> [Exercise aim]:
Go through the entries, filter for the word "values", and copy every line that has it.

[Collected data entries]
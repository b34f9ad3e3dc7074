use std::io::{self, BufRead, Write};

use super::console::Console;
use super::RULE;
use crate::data::model::{Choice, City, Day, FilterSelection, Month, Named};

pub const GREETING: &str = "Hello! Let's explore some US bikeshare data!";

const CITY_PROMPT: &str = "Enter city (Chicago, New York City, Washington): ";
const MONTH_PROMPT: &str = "Enter month (all, january, february, ..., june): ";
const DAY_PROMPT: &str = "Enter day of week (all, monday, tuesday, ..., sunday): ";

pub const INVALID_CITY: &str = "Invalid city. Please try again.";
pub const INVALID_MONTH: &str = "Invalid month. Please try again.";
pub const INVALID_DAY: &str = "Invalid day. Please try again.";

/// Ask for city, month and day in turn, re-prompting on anything outside
/// the accepted names.  `None` when input ends first.
pub fn get_filters<R: BufRead, W: Write>(
    console: &mut Console<R, W>,
) -> io::Result<Option<FilterSelection>> {
    console.say(GREETING)?;

    let Some(city) = console.ask_until(CITY_PROMPT, INVALID_CITY, City::parse)? else {
        return Ok(None);
    };
    let Some(month) = console.ask_until(MONTH_PROMPT, INVALID_MONTH, Choice::<Month>::parse)?
    else {
        return Ok(None);
    };
    let Some(day) = console.ask_until(DAY_PROMPT, INVALID_DAY, Choice::<Day>::parse)? else {
        return Ok(None);
    };

    console.say(RULE)?;
    let selection = FilterSelection { city, month, day };
    log::debug!("selected {selection:?}");
    Ok(Some(selection))
}
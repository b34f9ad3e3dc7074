/// Data layer: core types, loading, and filtering.
///
/// Architecture:
/// ```text
///  <city>.csv / .parquet / .json
///        │
///        ▼
///   ┌──────────┐
///   │  loader   │  parse file → TripTable (derive month/day/hour)
///   └──────────┘
///        │
///        ▼
///   ┌──────────┐
///   │  filter   │  keep trips matching month / day choice
///   └──────────┘
///        │
///        ▼
///   ┌──────────┐
///   │  stats    │  modes, counts, duration totals
///   └──────────┘
/// ```

pub mod filter;
pub mod loader;
pub mod model;
pub mod stats;
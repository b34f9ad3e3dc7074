use std::collections::BTreeMap;

use super::model::{Day, Named, TripTable};

// ---------------------------------------------------------------------------
// Generic aggregations
// ---------------------------------------------------------------------------

/// Most frequent value. Ties go to the smallest value.
pub fn mode<T: Ord>(values: impl IntoIterator<Item = T>) -> Option<T> {
    let mut counts: BTreeMap<T, usize> = BTreeMap::new();
    for v in values {
        *counts.entry(v).or_default() += 1;
    }
    let mut best: Option<(T, usize)> = None;
    // Ascending iteration + strict comparison keeps the smallest of equal counts.
    for (value, count) in counts {
        if best.as_ref().map_or(true, |(_, c)| count > *c) {
            best = Some((value, count));
        }
    }
    best.map(|(value, _)| value)
}

/// Frequency table sorted by descending count, then ascending value.
pub fn value_counts<T: Ord>(values: impl IntoIterator<Item = T>) -> Vec<(T, usize)> {
    let mut counts: BTreeMap<T, usize> = BTreeMap::new();
    for v in values {
        *counts.entry(v).or_default() += 1;
    }
    let mut table: Vec<(T, usize)> = counts.into_iter().collect();
    table.sort_by(|a, b| b.1.cmp(&a.1));
    table
}

// ---------------------------------------------------------------------------
// Time of travel
// ---------------------------------------------------------------------------

#[derive(Debug, Clone, Copy, PartialEq, Eq)]
pub struct TimeStats {
    /// Calendar month number.
    pub month: u32,
    pub day: Day,
    pub hour: u32,
}

impl TimeStats {
    /// `None` for an empty table.
    pub fn compute(table: &TripTable) -> Option<Self> {
        Some(TimeStats {
            month: mode(table.trips.iter().map(|t| t.month()))?,
            // Weekday ties go to the alphabetically first name.
            day: mode(table.trips.iter().map(|t| t.day().name())).and_then(Day::parse)?,
            hour: mode(table.trips.iter().map(|t| t.hour()))?,
        })
    }
}

// ---------------------------------------------------------------------------
// Stations
// ---------------------------------------------------------------------------

#[derive(Debug, Clone, PartialEq, Eq)]
pub struct StationStats {
    pub start_station: String,
    pub end_station: String,
    /// Most frequent (start, end) pair.
    pub trip: (String, String),
}

impl StationStats {
    pub fn compute(table: &TripTable) -> Option<Self> {
        let trips = &table.trips;
        let start = mode(trips.iter().map(|t| t.start_station.as_str()))?;
        let end = mode(trips.iter().map(|t| t.end_station.as_str()))?;
        let (from, to) = mode(
            trips
                .iter()
                .map(|t| (t.start_station.as_str(), t.end_station.as_str())),
        )?;
        Some(StationStats {
            start_station: start.to_string(),
            end_station: end.to_string(),
            trip: (from.to_string(), to.to_string()),
        })
    }
}

// ---------------------------------------------------------------------------
// Durations
// ---------------------------------------------------------------------------

/// Whole seconds split into days / hours / minutes / seconds.
#[derive(Debug, Clone, Copy, PartialEq, Eq)]
pub struct DurationBreakdown {
    pub days: u64,
    pub hours: u64,
    pub minutes: u64,
    pub seconds: u64,
}

impl DurationBreakdown {
    /// Split `floor(total)` seconds; negative or non-finite totals count as zero.
    pub fn from_seconds(total: f64) -> Self {
        let whole = if total.is_finite() && total > 0.0 {
            total.floor() as u64
        } else {
            0
        };
        let (minutes, seconds) = (whole / 60, whole % 60);
        let (hours, minutes) = (minutes / 60, minutes % 60);
        let (days, hours) = (hours / 24, hours % 24);
        DurationBreakdown {
            days,
            hours,
            minutes,
            seconds,
        }
    }

    /// Inverse of [`DurationBreakdown::from_seconds`].
    #[cfg(test)]
    pub fn total_seconds(&self) -> u64 {
        self.days * 86_400 + self.hours * 3_600 + self.minutes * 60 + self.seconds
    }
}

#[derive(Debug, Clone, Copy, PartialEq)]
pub struct DurationStats {
    /// Sum of trip durations, seconds.
    pub total: f64,
    /// Arithmetic mean, seconds.
    pub mean: f64,
}

impl DurationStats {
    pub fn compute(table: &TripTable) -> Option<Self> {
        if table.is_empty() {
            return None;
        }
        let total: f64 = table.trips.iter().map(|t| t.duration).sum();
        Some(DurationStats {
            total,
            mean: total / table.len() as f64,
        })
    }

    pub fn breakdown(&self) -> DurationBreakdown {
        DurationBreakdown::from_seconds(self.total)
    }
}

// ---------------------------------------------------------------------------
// Users
// ---------------------------------------------------------------------------

/// Birth year summary, truncated to whole years.
#[derive(Debug, Clone, Copy, PartialEq, Eq)]
pub enum BirthYears {
    /// The city file has no birth year column.
    NotAvailable,
    /// Column present but every selected cell is empty.
    NoData,
    Summary {
        earliest: i64,
        most_recent: i64,
        most_common: i64,
    },
}

#[derive(Debug, Clone, PartialEq)]
pub struct UserStats {
    pub user_types: Vec<(String, usize)>,
    /// `None` when the city file has no gender column.
    pub genders: Option<Vec<(String, usize)>>,
    pub birth_years: BirthYears,
}

impl UserStats {
    pub fn compute(table: &TripTable) -> Option<Self> {
        if table.is_empty() {
            return None;
        }
        let trips = &table.trips;

        let user_types = owned(value_counts(
            trips.iter().filter_map(|t| t.user_type.as_deref()),
        ));
        let genders = table
            .columns
            .gender
            .then(|| owned(value_counts(trips.iter().filter_map(|t| t.gender.as_deref()))));

        let birth_years = if !table.columns.birth_year {
            BirthYears::NotAvailable
        } else {
            let years: Vec<i64> = trips
                .iter()
                .filter_map(|t| t.birth_year)
                .map(|y| y.trunc() as i64)
                .collect();
            match (
                years.iter().min(),
                years.iter().max(),
                mode(years.iter().copied()),
            ) {
                (Some(&earliest), Some(&most_recent), Some(most_common)) => BirthYears::Summary {
                    earliest,
                    most_recent,
                    most_common,
                },
                _ => BirthYears::NoData,
            }
        };

        Some(UserStats {
            user_types,
            genders,
            birth_years,
        })
    }
}

fn owned(counts: Vec<(&str, usize)>) -> Vec<(String, usize)> {
    counts
        .into_iter()
        .map(|(value, n)| (value.to_string(), n))
        .collect()
}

> [Task result]:
pub fn mode<T: Ord>(values: impl IntoIterator<Item = T>) -> Option<T> {
    for v in values {
pub fn value_counts<T: Ord>(values: impl IntoIterator<Item = T>) -> Vec<(T, usize)> {
    for v in values {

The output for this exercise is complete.